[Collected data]
####################
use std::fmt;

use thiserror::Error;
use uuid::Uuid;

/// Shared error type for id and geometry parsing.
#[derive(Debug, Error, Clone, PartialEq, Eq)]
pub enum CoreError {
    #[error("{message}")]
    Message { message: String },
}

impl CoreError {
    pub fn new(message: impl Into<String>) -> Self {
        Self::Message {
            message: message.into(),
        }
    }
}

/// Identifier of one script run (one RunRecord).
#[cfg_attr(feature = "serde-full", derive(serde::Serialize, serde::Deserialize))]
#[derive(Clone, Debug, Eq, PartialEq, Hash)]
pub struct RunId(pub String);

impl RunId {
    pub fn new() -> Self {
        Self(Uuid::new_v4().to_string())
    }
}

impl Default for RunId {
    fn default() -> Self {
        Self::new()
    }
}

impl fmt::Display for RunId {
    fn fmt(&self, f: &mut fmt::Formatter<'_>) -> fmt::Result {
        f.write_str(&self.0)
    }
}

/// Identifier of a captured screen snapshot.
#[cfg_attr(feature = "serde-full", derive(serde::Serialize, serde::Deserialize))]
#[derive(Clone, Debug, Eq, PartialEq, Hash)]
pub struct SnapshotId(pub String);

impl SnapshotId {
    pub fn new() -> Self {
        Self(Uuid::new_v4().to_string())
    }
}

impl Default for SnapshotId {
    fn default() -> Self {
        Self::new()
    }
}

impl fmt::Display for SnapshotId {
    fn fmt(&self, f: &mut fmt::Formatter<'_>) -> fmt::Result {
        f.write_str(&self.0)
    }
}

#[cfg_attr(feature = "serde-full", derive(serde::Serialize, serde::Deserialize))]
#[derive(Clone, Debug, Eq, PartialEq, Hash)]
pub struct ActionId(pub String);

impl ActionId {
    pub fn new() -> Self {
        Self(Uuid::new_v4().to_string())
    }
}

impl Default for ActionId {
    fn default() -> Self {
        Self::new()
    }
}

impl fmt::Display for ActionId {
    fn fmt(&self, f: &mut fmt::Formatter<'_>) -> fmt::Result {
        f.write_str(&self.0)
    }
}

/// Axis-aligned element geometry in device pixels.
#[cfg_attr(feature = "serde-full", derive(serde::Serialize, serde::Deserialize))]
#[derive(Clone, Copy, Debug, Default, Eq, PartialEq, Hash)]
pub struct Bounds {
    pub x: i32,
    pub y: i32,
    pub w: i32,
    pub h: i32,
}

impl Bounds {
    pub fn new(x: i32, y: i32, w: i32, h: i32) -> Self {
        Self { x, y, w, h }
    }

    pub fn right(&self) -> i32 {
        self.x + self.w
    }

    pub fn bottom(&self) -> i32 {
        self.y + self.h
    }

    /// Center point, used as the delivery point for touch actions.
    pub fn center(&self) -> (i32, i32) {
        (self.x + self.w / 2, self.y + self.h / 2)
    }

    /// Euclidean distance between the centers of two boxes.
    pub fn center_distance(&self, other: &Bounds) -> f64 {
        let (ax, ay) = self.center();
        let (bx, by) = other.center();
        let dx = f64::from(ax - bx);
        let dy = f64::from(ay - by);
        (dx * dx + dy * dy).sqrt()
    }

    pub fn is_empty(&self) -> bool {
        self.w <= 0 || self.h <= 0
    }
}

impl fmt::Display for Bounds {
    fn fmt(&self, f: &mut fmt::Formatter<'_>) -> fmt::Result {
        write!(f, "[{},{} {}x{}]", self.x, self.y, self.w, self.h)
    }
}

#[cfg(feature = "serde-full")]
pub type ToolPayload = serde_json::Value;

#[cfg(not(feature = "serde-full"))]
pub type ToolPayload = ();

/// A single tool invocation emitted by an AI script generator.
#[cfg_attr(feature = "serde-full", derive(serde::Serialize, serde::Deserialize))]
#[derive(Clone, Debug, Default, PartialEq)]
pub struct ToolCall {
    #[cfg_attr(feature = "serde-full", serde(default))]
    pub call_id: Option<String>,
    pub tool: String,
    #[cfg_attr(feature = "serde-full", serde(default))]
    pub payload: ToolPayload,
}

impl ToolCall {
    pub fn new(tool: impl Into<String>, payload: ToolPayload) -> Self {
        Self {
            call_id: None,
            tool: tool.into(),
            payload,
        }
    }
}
####################
### TASK OBJECTIVE
Each line above is to be repeated exactly.

### TASK OUTPUT
use std::fmt;

use thiserror::Error;
use uuid::Uuid;

/// Shared error type for id and geometry parsing.
#[derive(Debug, Error, Clone, PartialEq, Eq)]
pub enum CoreError {
    #[error("{message}")]
    Message { message: String },
}

impl CoreError {
    pub fn new(message: impl Into<String>) -> Self {
        Self::Message {
            message: message.into(),
        }
    }
}

/// Identifier of one script run (one RunRecord).
#[cfg_attr(feature = "serde-full", derive(serde::Serialize, serde::Deserialize))]
#[derive(Clone, Debug, Eq, PartialEq, Hash)]
pub struct RunId(pub String);

impl RunId {
    pub fn new() -> Self {
        Self(Uuid::new_v4().to_string())
    }
}

impl Default for RunId {
    fn default() -> Self {
        Self::new()
    }
}

impl fmt::Display for RunId {
    fn fmt(&self, f: &mut fmt::Formatter<'_>) -> fmt::Result {
        f.write_str(&self.0)
    }
}

/// Identifier of a captured screen snapshot.
#[cfg_attr(feature = "serde-full", derive(serde::Serialize, serde::Deserialize))]
#[derive(Clone, Debug, Eq, PartialEq, Hash)]
pub struct SnapshotId(pub String);

impl SnapshotId {
    pub fn new() -> Self {
        Self(Uuid::new_v4().to_string())
    }
}

impl Default for SnapshotId {
    fn default() -> Self {
        Self::new()
    }
}

impl fmt::Display for SnapshotId {
    fn fmt(&self, f: &mut fmt::Formatter<'_>) -> fmt::Result {
        f.write_str(&self.0)
    }
}

#[cfg_attr(feature = "serde-full", derive(serde::Serialize, serde::Deserialize))]
#[derive(Clone, Debug, Eq, PartialEq, Hash)]
pub struct ActionId(pub String);

impl ActionId {
    pub fn new() -> Self {
        Self(Uuid::new_v4().to_string())
    }
}

impl Default for ActionId {
    fn default() -> Self {
        Self::new()
    }
}

impl fmt::Display for ActionId {
    fn fmt(&self, f: &mut fmt::Formatter<'_>) -> fmt::Result {
        f.write_str(&self.0)
    }
}

/// Axis-aligned element geometry in device pixels.
#[cfg_attr(feature = "serde-full", derive(serde::Serialize, serde::Deserialize))]
#[derive(Clone, Copy, Debug, Default, Eq, PartialEq, Hash)]
pub struct Bounds {
    pub x: i32,
    pub y: i32,
    pub w: i32,
    pub h: i32,
}

impl Bounds {
    pub fn new(x: i32, y: i32, w: i32, h: i32) -> Self {
        Self { x, y, w, h }
    }

    pub fn right(&self) -> i32 {
        self.x + self.w
    }

    pub fn bottom(&self) -> i32 {
        self.y + self.h
    }

    /// Center point, used as the delivery point for touch actions.
    pub fn center(&self) -> (i32, i32) {
        (self.x + self.w / 2, self.y + self.h / 2)
    }

    /// Euclidean distance between the centers of two boxes.
    pub fn center_distance(&self, other: &Bounds) -> f64 {
        let (ax, ay) = self.center();
        let (bx, by) = other.center();
        let dx = f64::from(ax - bx);
        let dy = f64::from(ay - by);
        (dx * dx + dy * dy).sqrt()
    }

    pub fn is_empty(&self) -> bool {
        self.w <= 0 || self.h <= 0
    }
}

impl fmt::Display for Bounds {
    fn fmt(&self, f: &mut fmt::Formatter<'_>) -> fmt::Result {
        write!(f, "[{},{} {}x{}]", self.x, self.y, self.w, self.h)
    }
}

#[cfg(feature = "serde-full")]
pub type ToolPayload = serde_json::Value;

#[cfg(not(feature = "serde-full"))]
pub type ToolPayload = ();

/// A single tool invocation emitted by an AI script generator.
#[cfg_attr(feature = "serde-full", derive(serde::Serialize, serde::Deserialize))]
#[derive(Clone, Debug, Default, PartialEq)]
pub struct ToolCall {
    #[cfg_attr(feature = "serde-full", serde(default))]
    pub call_id: Option<String>,
    pub tool: String,
    #[cfg_attr(feature = "serde-full", serde(default))]
    pub payload: ToolPayload,
}

impl ToolCall {
    pub fn new(tool: impl Into<String>, payload: ToolPayload) -> Self {
        Self {
            call_id: None,
            tool: tool.into(),
            payload,
        }
    }
}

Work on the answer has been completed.